After germinal centre reaction, antigen experienced naïve B cells differentiate into class-switched plasmablasts and migrate into inflamed sites where they contribute to tissue fibrosis in different ways. Plasmablasts initiate fibroblast differentiation into myofibroblasts through soluble factors that activate transcriptional programs implicated in mesenchymal transition. Plasmablasts also stimulate fibroblasts to secrete collagen and PDGF-B, thus amplifying fibroblast activation in an autocrine/paracrine loop. Plasmablasts directly contribute to tissue fibrosis by secreting collagenous proteins. Plasmablasts regulate extracellular matrix stiffness by secreting enzymes responsible for the crosslinking of collagen molecules such as LOXL2. Increased extracellular matrix stiffness leads to the activation of mechanoceptors on fibroblasts, thus fostering their full differentiation into myofibroblasts.

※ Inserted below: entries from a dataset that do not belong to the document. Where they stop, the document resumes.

/// HTTP implementation of the recommendation backend
///
/// Talks JSON to the recommender's endpoints. Non-2xx statuses and payloads
/// that fail to deserialize become `ClientError`s; the one exception is a 404
/// from `fetch_trailer`, which the backend uses for "no detail available".
use crate::{
    error::{ClientError, ClientResult},
    models::{
        AutoRecommendationsResponse, AutocompleteResponse, FilterKind, MovieDetail,
        RecommendationRecord, RecommendationsResponse, TrailerResponse,
    },
    services::providers::RecommendationBackend,
};
use reqwest::{Client as HttpClient, Response, StatusCode};
use serde::de::DeserializeOwned;

#[derive(Clone)]
pub struct HttpBackend {
    http_client: HttpClient,
    base_url: String,
}

impl HttpBackend {
    pub fn new(http_client: HttpClient, base_url: impl Into<String>) -> Self {
        let base_url = base_url.into().trim_end_matches('/').to_string();
        Self {
            http_client,
            base_url,
        }
    }

    fn endpoint(&self, path: &str) -> String {
        format!("{}/{}", self.base_url, path)
    }

    /// Checks the status and decodes the JSON body
    async fn decode<T: DeserializeOwned>(endpoint: &str, response: Response) -> ClientResult<T> {
        if !response.status().is_success() {
            let status = response.status();
            let body = response.text().await.unwrap_or_default();
            return Err(ClientError::ExternalApi(format!(
                "{} returned status {}: {}",
                endpoint, status, body
            )));
        }

        let body = response.text().await?;
        serde_json::from_str(&body).map_err(|e| {
            tracing::error!(
                error = %e,
                endpoint = endpoint,
                response = %body,
                "Failed to deserialize backend response"
            );
            ClientError::MalformedPayload(format!("{}: {}", endpoint, e))
        })
    }
}

#[async_trait::async_trait]
impl RecommendationBackend for HttpBackend {
    async fn auto_recommendations(
        &self,
        location: &str,
        count: u32,
    ) -> ClientResult<Vec<RecommendationRecord>> {
        let count = count.to_string();
        let response = self
            .http_client
            .get(self.endpoint("auto_recommendations"))
            .query(&[("location", location), ("num_recommendations", count.as_str())])
            .send()
            .await?;

        let body: AutoRecommendationsResponse =
            Self::decode("auto_recommendations", response).await?;
        Ok(body.automatic_recommendations)
    }

    async fn recommendations(&self, title: &str) -> ClientResult<Vec<RecommendationRecord>> {
        let response = self
            .http_client
            .post(self.endpoint("recommendations"))
            .form(&[("movieTitle", title)])
            .send()
            .await?;

        let body: RecommendationsResponse = Self::decode("recommendations", response).await?;
        Ok(body.recommendations)
    }

    async fn filtered_recommendations(
        &self,
        kind: FilterKind,
        value: &str,
    ) -> ClientResult<Vec<RecommendationRecord>> {
        let response = self
            .http_client
            .get(self.endpoint("filtered_recommendations"))
            .query(&[("filterType", kind.as_str()), ("filterValue", value)])
            .send()
            .await?;

        let body: RecommendationsResponse =
            Self::decode("filtered_recommendations", response).await?;
        Ok(body.recommendations)
    }

    async fn filtered_recommendations_by_year(
        &self,
        year: &str,
    ) -> ClientResult<Vec<RecommendationRecord>> {
        let response = self
            .http_client
            .get(self.endpoint("filtered_recommendations_by_year"))
            .query(&[("year", year)])
            .send()
            .await?;

        let body: RecommendationsResponse =
            Self::decode("filtered_recommendations_by_year", response).await?;
        Ok(body.recommendations)
    }

    async fn autocomplete(&self, term: &str) -> ClientResult<Vec<String>> {
        let response = self
            .http_client
            .get(self.endpoint("autocomplete"))
            .query(&[("term", term)])
            .send()
            .await?;

        let body: AutocompleteResponse = Self::decode("autocomplete", response).await?;
        Ok(body.titles)
    }

    async fn fetch_trailer(&self, title: &str) -> ClientResult<Option<MovieDetail>> {
        let response = self
            .http_client
            .post(self.endpoint("fetch_trailer"))
            .form(&[("movie_title", title)])
            .send()
            .await?;

        if response.status() == StatusCode::NOT_FOUND {
            return Ok(None);
        }

        let body: TrailerResponse = Self::decode("fetch_trailer", response).await?;
        Ok(body.movie_details)
    }

    fn name(&self) -> &'static str {
        "http"
    }
}
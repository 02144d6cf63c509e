/// Host page abstraction
///
/// The orchestration core never touches a concrete page. It talks to a `View`,
/// which owns the stable regions of the page, the loading indicators and the
/// ability to open new browsing contexts. `MemoryView` is the in-process
/// implementation used by the binary and the tests.
use std::fmt::Display;

use uuid::Uuid;

use crate::render::{DetailDocument, Node};

pub mod memory;

pub use memory::{ClickEvent, MemoryAuxContext, MemoryView};

/// Stable containers of the page; their children are recreated freely
#[derive(Debug, Clone, Copy, PartialEq, Eq, Hash)]
pub enum Region {
    AutomaticRecommendations,
    Recommendations,
    Location,
    Prompt,
    Suggestions,
    Sidebar,
    GenreFilters,
    CountryFilters,
    YearFilters,
}

impl Region {
    pub fn element_id(&self) -> &'static str {
        match self {
            Region::AutomaticRecommendations => "automaticRecommendationsList",
            Region::Recommendations => "recommendationsList",
            Region::Location => "location",
            Region::Prompt => "promptMessage",
            Region::Suggestions => "suggestions",
            Region::Sidebar => "sidebar",
            Region::GenreFilters => "genreContent",
            Region::CountryFilters => "countryContent",
            Region::YearFilters => "yearContent",
        }
    }
}

impl Display for Region {
    fn fmt(&self, f: &mut std::fmt::Formatter<'_>) -> std::fmt::Result {
        f.write_str(self.element_id())
    }
}

/// Loading indicators, one per request category that has one
#[derive(Debug, Clone, Copy, PartialEq, Eq, Hash)]
pub enum Indicator {
    AutoLoading,
    MovieLoading,
}

/// A freshly opened top-level browsing context
///
/// It inherits nothing from the host page, so whatever it shows must be fully
/// described by the document handed to `populate`.
pub trait AuxiliaryContext: Send + Sync {
    fn id(&self) -> Uuid;

    fn populate(&self, document: DetailDocument);
}

/// Capabilities the client needs from the host page
pub trait View: Send + Sync {
    /// Removes every child of `region` and inserts `nodes` in order
    fn replace_children(&self, region: Region, nodes: Vec<Node>);

    fn set_text(&self, region: Region, text: &str);

    fn set_indicator(&self, indicator: Indicator, visible: bool);

    fn toggle_class(&self, region: Region, class: &str);

    fn scroll_into_view(&self, region: Region);

    /// Subscribes once to clicks inside `region` whose origin sits in an
    /// element carrying `class`. Children of the region may be replaced
    /// without touching the subscription.
    fn delegate_clicks(&self, region: Region, class: &'static str);

    fn open_auxiliary(&self) -> Box<dyn AuxiliaryContext>;

    fn open_external(&self, url: &str);

    fn clear(&self, region: Region) {
        self.replace_children(region, Vec::new());
    }
}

Plasmablasts attract inflammatory cells with additional fibrotic potential such as CD4⁺ CTLs, eosinophils, and M2 macrophages, by secreting CCL-4, CCL-5, and CCL-11, and by stimulating fibroblasts to produce these same chemokines. The pathogenic relevance of IgG4 antibodies and of T-cell populations presumably sustained by cognate antigen specific plasmablasts remains to be defined.